Lo que desde luego nadie se plantea en medio de este tira y afloja prebélico, es averiguar qué piensan los ciudadanos europeos, para quienes en su inmensa mayoría la guerra no es plato de gusto.
De hecho, nunca tuvo la guerra tan mala prensa en el viejo continente. Si ancestralmente fue considerada un valor supremo, enaltecedor de muchas culturas y civilizaciones (Esparta), a la que ilustres pensadores escribieron loas ensalzando sus reales o supuestas virtudes (Hegel se oponía a la creación de instituciones supraestatales -como un gobierno mundial- que la impidieran, porque creía positivo que hubiese guerras de tiempo en tiempo; e incluso el razonable Kant llegó a decir que “en el nivel en que aún se halla la especie humana, la guerra es un medio indispensable para seguir haciendo avanzar la cultura”) hoy, en cambio, y a la luz de los acontecimientos vividos, se considera una opción in extremis, peligrosa e indeseable, típica de primates poco evolucionados.

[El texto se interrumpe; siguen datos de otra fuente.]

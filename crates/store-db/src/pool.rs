//! # Database Pool Management
//!
//! Opens the SQLite pool and hands out repositories and transactions.
//!
//! ## Who Uses What
//! ```text
//! ┌─────────────────────────────────────────────────────────────────────────┐
//! │                         Database (cheap clone)                          │
//! │                                                                         │
//! │   GET handlers ───────► db.products() / db.orders() ... ──► pool        │
//! │                          (one statement, any free connection)           │
//! │                                                                         │
//! │   OrderService    ┐                                                     │
//! │   ProductLedger   ├───► locks.acquire(product) ──► db.begin() ──► tx    │
//! │   BackorderQueue  ┘       every statement of the operation runs on tx,  │
//! │                           then COMMIT (or drop = ROLLBACK)              │
//! └─────────────────────────────────────────────────────────────────────────┘
//! ```
//!
//! ## SQLite Settings
//! - WAL journal: readers keep going while a transaction writes
//! - `busy_timeout`: a second writer waits for the lock instead of failing
//!   with `SQLITE_BUSY`
//! - `synchronous = NORMAL`: durable at checkpoints, fast commits
//!
//! `begin()` issues `BEGIN IMMEDIATE`. A deferred transaction that reads a
//! product and then writes would fail with `SQLITE_BUSY` (no busy wait) if
//! another connection committed a write in between; taking the write lock up
//! front makes concurrent writers queue on `busy_timeout` instead.
//!
//! `DbConfig::in_memory()` uses a single connection, so in tests every
//! statement of an operation must go through that operation's transaction.

use sqlx::sqlite::{SqliteConnectOptions, SqliteJournalMode, SqlitePoolOptions, SqliteSynchronous};
use sqlx::{Sqlite, SqlitePool, Transaction};
use std::path::PathBuf;
use std::str::FromStr;
use std::time::Duration;
use tracing::{debug, info};

use crate::error::{DbError, DbResult};
use crate::migrations;
use crate::repository::backorder::BackorderRepository;
use crate::repository::customer::CustomerRepository;
use crate::repository::discount::DiscountRepository;
use crate::repository::order::OrderRepository;
use crate::repository::product::ProductRepository;

// =============================================================================
// Configuration
// =============================================================================

/// Pool settings, built with chained setters.
///
/// ```rust,ignore
/// let config = DbConfig::new("./store.db")
///     .max_connections(8)
///     .busy_timeout(Duration::from_secs(2));
/// ```
#[derive(Debug, Clone)]
pub struct DbConfig {
    /// SQLite file; created on first connect.
    pub database_path: PathBuf,

    /// Default 5.
    pub max_connections: u32,

    /// Default 1.
    pub min_connections: u32,

    /// Wait for a free pooled connection. Default 30 s.
    pub acquire_timeout: Duration,

    /// Close connections idle this long. Default 10 min.
    pub idle_timeout: Duration,

    /// Wait on a write lock held by another connection. Default 5 s.
    pub busy_timeout: Duration,

    /// Apply embedded migrations in `Database::new`. Default true.
    pub run_migrations: bool,
}

impl DbConfig {
    pub fn new(path: impl Into<PathBuf>) -> Self {
        DbConfig {
            database_path: path.into(),
            max_connections: 5,
            min_connections: 1,
            acquire_timeout: Duration::from_secs(30),
            idle_timeout: Duration::from_secs(600),
            busy_timeout: Duration::from_secs(5),
            run_migrations: true,
        }
    }

    /// Private in-memory database on one connection, migrated. For tests.
    pub fn in_memory() -> Self {
        DbConfig {
            max_connections: 1,
            min_connections: 1,
            acquire_timeout: Duration::from_secs(5),
            idle_timeout: Duration::from_secs(60),
            ..DbConfig::new(":memory:")
        }
    }

    pub fn max_connections(mut self, max: u32) -> Self {
        self.max_connections = max;
        self
    }

    pub fn min_connections(mut self, min: u32) -> Self {
        self.min_connections = min;
        self
    }

    pub fn acquire_timeout(mut self, timeout: Duration) -> Self {
        self.acquire_timeout = timeout;
        self
    }

    pub fn busy_timeout(mut self, timeout: Duration) -> Self {
        self.busy_timeout = timeout;
        self
    }

    pub fn run_migrations(mut self, run: bool) -> Self {
        self.run_migrations = run;
        self
    }
}

// =============================================================================
// Database
// =============================================================================

/// Handle to the pool. Clones share the same pool.
#[derive(Debug, Clone)]
pub struct Database {
    pool: SqlitePool,
}

impl Database {
    /// Connects, applies the SQLite settings and (optionally) migrates.
    pub async fn new(config: DbConfig) -> DbResult<Self> {
        info!(path = %config.database_path.display(), "Opening store database");

        let url = format!("sqlite://{}?mode=rwc", config.database_path.display());
        let options = SqliteConnectOptions::from_str(&url)
            .map_err(|e| DbError::ConnectionFailed(e.to_string()))?
            .journal_mode(SqliteJournalMode::Wal)
            .synchronous(SqliteSynchronous::Normal)
            .foreign_keys(true)
            .busy_timeout(config.busy_timeout)
            .create_if_missing(true);

        debug!(busy_timeout = ?config.busy_timeout, "SQLite options ready");

        let pool = SqlitePoolOptions::new()
            .max_connections(config.max_connections)
            .min_connections(config.min_connections)
            .acquire_timeout(config.acquire_timeout)
            .idle_timeout(Some(config.idle_timeout))
            .connect_with(options)
            .await
            .map_err(|e| DbError::ConnectionFailed(e.to_string()))?;

        info!(max_connections = config.max_connections, "Database pool created");

        let db = Database { pool };
        if config.run_migrations {
            db.run_migrations().await?;
        }
        Ok(db)
    }

    pub async fn run_migrations(&self) -> DbResult<()> {
        migrations::run_migrations(&self.pool).await
    }

    pub fn pool(&self) -> &SqlitePool {
        &self.pool
    }

    /// Starts a write transaction holding SQLite's write lock.
    ///
    /// Dropping it without `commit` rolls back.
    pub async fn begin(&self) -> DbResult<Transaction<'static, Sqlite>> {
        self.pool
            .begin_with("BEGIN IMMEDIATE")
            .await
            .map_err(|e| DbError::TransactionFailed(e.to_string()))
    }

    pub fn products(&self) -> ProductRepository {
        ProductRepository::new(self.pool.clone())
    }

    pub fn customers(&self) -> CustomerRepository {
        CustomerRepository::new(self.pool.clone())
    }

    pub fn discounts(&self) -> DiscountRepository {
        DiscountRepository::new(self.pool.clone())
    }

    pub fn orders(&self) -> OrderRepository {
        OrderRepository::new(self.pool.clone())
    }

    pub fn backorders(&self) -> BackorderRepository {
        BackorderRepository::new(self.pool.clone())
    }

    /// Waits for checked-out connections to return, then closes the pool.
    pub async fn close(&self) {
        info!("Closing database pool");
        self.pool.close().await;
    }

    /// `SELECT 1` succeeds.
    pub async fn health_check(&self) -> bool {
        sqlx::query("SELECT 1").execute(&self.pool).await.is_ok()
    }
}

#[cfg(test)]
mod tests {
    use super::*;

    #[tokio::test]
    async fn test_in_memory_database() {
        let db = Database::new(DbConfig::in_memory()).await.unwrap();
        assert!(db.health_check().await);
    }

    #[test]
    fn test_config_builder() {
        let config = DbConfig::new("/tmp/store.db")
            .max_connections(10)
            .min_connections(2)
            .busy_timeout(Duration::from_secs(1))
            .run_migrations(false);

        assert_eq!(config.max_connections, 10);
        assert_eq!(config.min_connections, 2);
        assert_eq!(config.busy_timeout, Duration::from_secs(1));
        assert!(!config.run_migrations);

        let memory = DbConfig::in_memory();
        assert_eq!(memory.max_connections, 1);
        assert_eq!(memory.database_path, PathBuf::from(":memory:"));
        assert!(memory.run_migrations);
    }

    #[tokio::test]
    async fn test_rolled_back_transaction_leaves_no_rows() {
        let db = Database::new(DbConfig::in_memory()).await.unwrap();

        {
            let mut tx = db.begin().await.unwrap();
            sqlx::query(
                "INSERT INTO customers (id, full_name, created_at) VALUES ('c-1', 'Ann', '2024-01-01T00:00:00Z')",
            )
            .execute(&mut *tx)
            .await
            .unwrap();
            // dropped without commit
        }

        assert!(!db.customers().exists("c-1").await.unwrap());
    }

    #[tokio::test(flavor = "multi_thread", worker_threads = 2)]
    async fn test_second_writer_waits_for_first() {
        let dir = tempfile::tempdir().unwrap();
        let db = Database::new(DbConfig::new(dir.path().join("store.db")).max_connections(4))
            .await
            .unwrap();

        let mut first = db.begin().await.unwrap();
        sqlx::query(
            "INSERT INTO customers (id, full_name, created_at) VALUES ('c-1', 'Ann', '2024-01-01T00:00:00Z')",
        )
        .execute(&mut *first)
        .await
        .unwrap();

        let other = db.clone();
        let second = tokio::spawn(async move {
            let mut tx = other.begin().await?;
            sqlx::query(
                "INSERT INTO customers (id, full_name, created_at) VALUES ('c-2', 'Bo', '2024-01-01T00:00:00Z')",
            )
            .execute(&mut *tx)
            .await?;
            tx.commit().await?;
            Ok::<_, DbError>(())
        });

        tokio::time::sleep(Duration::from_millis(100)).await;
        assert!(!second.is_finished());

        first.commit().await.unwrap();
        second.await.unwrap().unwrap();

        assert!(db.customers().exists("c-1").await.unwrap());
        assert!(db.customers().exists("c-2").await.unwrap());
    }

    #[tokio::test]
    async fn test_closed_pool_is_unhealthy() {
        let db = Database::new(DbConfig::in_memory()).await.unwrap();
        db.close().await;
        assert!(!db.health_check().await);
    }
}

Aunque tampoco es pacifismo todo lo que reluce. Para Paúl Roscoe, un antropólogo americano que lleva años analizando el fenómeno de la venganza en sociedades tribales, seguimos siendo “cavernícolas, con bombas nucleares” y advierte de que, al creer peligrar lo que consideramos “nuestro” (concepto fácilmente manipulable), los seres humanos somos capaces de actuar contra nuestra propia especie, a la que podríamos destruir con las armas de las que hoy disponemos.
Además de un estado de enajenación transitoria, la guerra es el resultado de una concepción del mundo (la que desprecia la civilización frente a la barbarie), de una cierta mentalidad, un conjunto de creencias y sobre todo de intereses espurios: económicos y geoestratégicos, de poder, ideológicos y/o religiosos. Sin perder de vista que quienes deciden iniciarlas intervienen cada vez menos en ellas, salvaguardando su vida y sus propiedades. Solo resolviendo estas cuestiones mediante una negociación pragmática, contante y sonante, inmunizada frente al virus de la prepotencia y el envalentonamiento, evitaremos que sea una opción posible y plausible. En definitiva, la guerra sólo dejará ser una opción legítima cuando los poderosos se convenzan de que es más rentable no hacerla que hacerla. “Donde hay comercio no hay guerra -dijo Montesquieu- porque este se basa en necesidades mutuas y genera costumbres apacibles”.